When our youngest was diagnosed at age three in 2006, it was still at the height of airport terrorism and I remember thinking about how living with Type 1 Diabetes was like living in the government's Terror Level Orange - except unlike the government chart that moved to yellow or green, we lived under orange all of the time. Having so much stress on your shoulders can mess with your mojo to the point that you completely feel isolated and alone. I remember living life in two hour blocks, afraid to leave the house and never once stepping away from my daughters. Two hours was all that I could muster as it was just enough time to get to the next blood sugar check and to know that my baby was still ok.
Some friendships faded too and I think back to that time and know that I was partly to blame. Listening to other parents dicussing issues with lack of sleep or children not eating a balanced diet was so incomparable to our world of life and death. Food was a life source but only with insulin and not too much. Sleep was scary (and sometimes still is!) and I remember sleeping in short blocks for fear of my child never waking up again. It literally felt like death hovered at every wrong parenting turn.
It was physically exhausting but even more so, emotionally exhausting. I lost a lot of joy. This was probably my lowest of low. In fact, there was even one rocky moment while sitting in a Costco parking lot in which I could not even begin to control the flow of tears. I sat for over an hour trapped by exhaustion, grief and despair of T1d. Goodness knows what the cart return kids thought of me!
Clearly this time in our life was difficult and what made it worse was not having an expert to turn to. Our diganosis was a first for our family. There was no one to step in to help us find our way back. In our little family of four, we had only each other to share the ins and outs of T1d world.
Truly it was an oasis when we found our first support group, people who were bonafide experts. Experts because they were also living with T1d and experienced the same rollercoaster of emotions. Although that group ended up not being the best fit, just knowing that there were other families also living in Terror Level Orange was enough. Like floating on a life raft, we knew that we would be able to find our way back to a new normal, eventually.
It also helped to be able to start blogging with the Diabetes Online Community (DOC). Even if you feel like your words would not be heard, just the act of taking time to release your feelings through pen and paper is often simple enough. Blogging led to finding other online support groups and even more, real life groups. All people after diagnosis of T1d, looking for experts and creating a new normal for their own families.

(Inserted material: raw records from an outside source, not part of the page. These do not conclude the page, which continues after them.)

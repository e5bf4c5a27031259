use k256::elliptic_curve::sec1::ToEncodedPoint;
use k256::PublicKey;
use sha3::{Digest, Keccak256};

use crate::error::EthError;

/// Derives the 20-byte account address of a compressed secp256k1 public key.
///
/// The key is decompressed, and the address is the last 20 bytes of the
/// Keccak-256 hash of the 64-byte uncompressed point (without the 0x04
/// prefix).
pub fn pubkey_to_address(pubkey_33_bytes: &[u8; 33]) -> Result<[u8; 20], EthError> {
    let pubkey = PublicKey::from_sec1_bytes(pubkey_33_bytes).map_err(|e| {
        EthError::InvalidPublicKey(format!("invalid compressed key encoding: {e}"))
    })?;

    let uncompressed = pubkey.to_encoded_point(false);
    let hash = Keccak256::digest(&uncompressed.as_bytes()[1..]);

    let mut address = [0u8; 20];
    address.copy_from_slice(&hash[12..]);
    Ok(address)
}

/// Formats an address with the EIP-55 mixed-case checksum.
pub fn checksum_address(address: &[u8; 20]) -> String {
    let lower = hex::encode(address);
    let hash = Keccak256::digest(lower.as_bytes());

    let mut checksummed = String::with_capacity(42);
    checksummed.push_str("0x");
    for (i, c) in lower.chars().enumerate() {
        let nibble = (hash[i / 2] >> (if i % 2 == 0 { 4 } else { 0 })) & 0x0f;
        if c.is_ascii_alphabetic() && nibble >= 8 {
            checksummed.push(c.to_ascii_uppercase());
        } else {
            checksummed.push(c);
        }
    }
    checksummed
}

/// Convenience: compressed public key straight to its EIP-55 string.
pub fn pubkey_to_checksum_address(pubkey_33_bytes: &[u8; 33]) -> Result<String, EthError> {
    pubkey_to_address(pubkey_33_bytes).map(|address| checksum_address(&address))
}
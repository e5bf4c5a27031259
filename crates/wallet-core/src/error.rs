use serde::Serialize;
use thiserror::Error;

use chain_btc::BtcError;
use chain_eth::EthError;
use chain_sol::SolError;
use wallet_utils::ReadError;

#[derive(Debug, Error)]
pub enum WalletError {
    #[error("decoding failed: {0}")]
    Decoding(String),

    #[error("invalid arguments: {0}")]
    InvalidArguments(String),

    #[error("derivation path rejected: {0}")]
    PolicyViolation(String),

    #[error("unsupported coin: {0:#010x}")]
    UnsupportedCoin(u32),

    #[error("unsupported chain: {0}")]
    UnsupportedChain(u64),

    #[error("invalid mnemonic: {0}")]
    InvalidMnemonic(String),

    #[error("key derivation failed: {0}")]
    DerivationFailed(String),

    #[error("encoding failed: {0}")]
    EncodingFailed(String),

    #[error("signing failed: {0}")]
    SigningFailed(String),
}

/// Outcome reported to the task dispatcher. Values match the device's
/// manager task status codes.
#[derive(Debug, Clone, Copy, PartialEq, Eq, Hash, Serialize)]
#[repr(u8)]
pub enum ErrorCode {
    Success = 0,
    Failed = 1,
    Rejected = 2,
    InvalidArgs = 3,
    DecodingFailed = 4,
    EncodingFailed = 5,
    P0Abort = 6,
    P0Timeout = 7,
    UnknownQueryRequest = 8,
    InvalidState = 9,
    InvalidDefault = 0xFF,
}

impl ErrorCode {
    pub fn as_u8(self) -> u8 {
        self as u8
    }
}

impl WalletError {
    /// Generic outcome shown to the user; the variant detail stays in logs.
    pub fn code(&self) -> ErrorCode {
        match self {
            WalletError::Decoding(_)
            | WalletError::UnsupportedCoin(_)
            | WalletError::UnsupportedChain(_) => ErrorCode::DecodingFailed,
            WalletError::InvalidArguments(_)
            | WalletError::PolicyViolation(_)
            | WalletError::InvalidMnemonic(_) => ErrorCode::InvalidArgs,
            WalletError::EncodingFailed(_) => ErrorCode::EncodingFailed,
            WalletError::DerivationFailed(_) | WalletError::SigningFailed(_) => ErrorCode::Failed,
        }
    }
}

impl From<ReadError> for WalletError {
    fn from(e: ReadError) -> Self {
        WalletError::Decoding(e.to_string())
    }
}

impl From<BtcError> for WalletError {
    fn from(e: BtcError) -> Self {
        WalletError::EncodingFailed(format!("btc: {e}"))
    }
}

impl From<EthError> for WalletError {
    fn from(e: EthError) -> Self {
        match e {
            EthError::InvalidPublicKey(_) => WalletError::EncodingFailed(format!("eth: {e}")),
            EthError::UnsupportedChain(chain_id) => WalletError::UnsupportedChain(chain_id),
            EthError::ChainIdMismatch { .. } => WalletError::InvalidArguments(format!("eth: {e}")),
            EthError::DecodingError(_)
            | EthError::FieldTooLong { .. }
            | EthError::InvalidTransaction(_) => WalletError::Decoding(format!("eth: {e}")),
        }
    }
}

impl From<SolError> for WalletError {
    fn from(e: SolError) -> Self {
        WalletError::Decoding(format!("sol: {e}"))
    }
}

Over time and through being open about our world, we have been able to collect an entire community of friends that share our journey and support our family. Some of our family have even stepped forward to offer their kindness and compassion too.
Occassionally it still happens where we land on Terror Level Orange. Mostly at night and when we are at our most fragile from lack of sleep. By having such a broad range of friends through the DOC, I know that someone is awake and waiting for me on their life raft.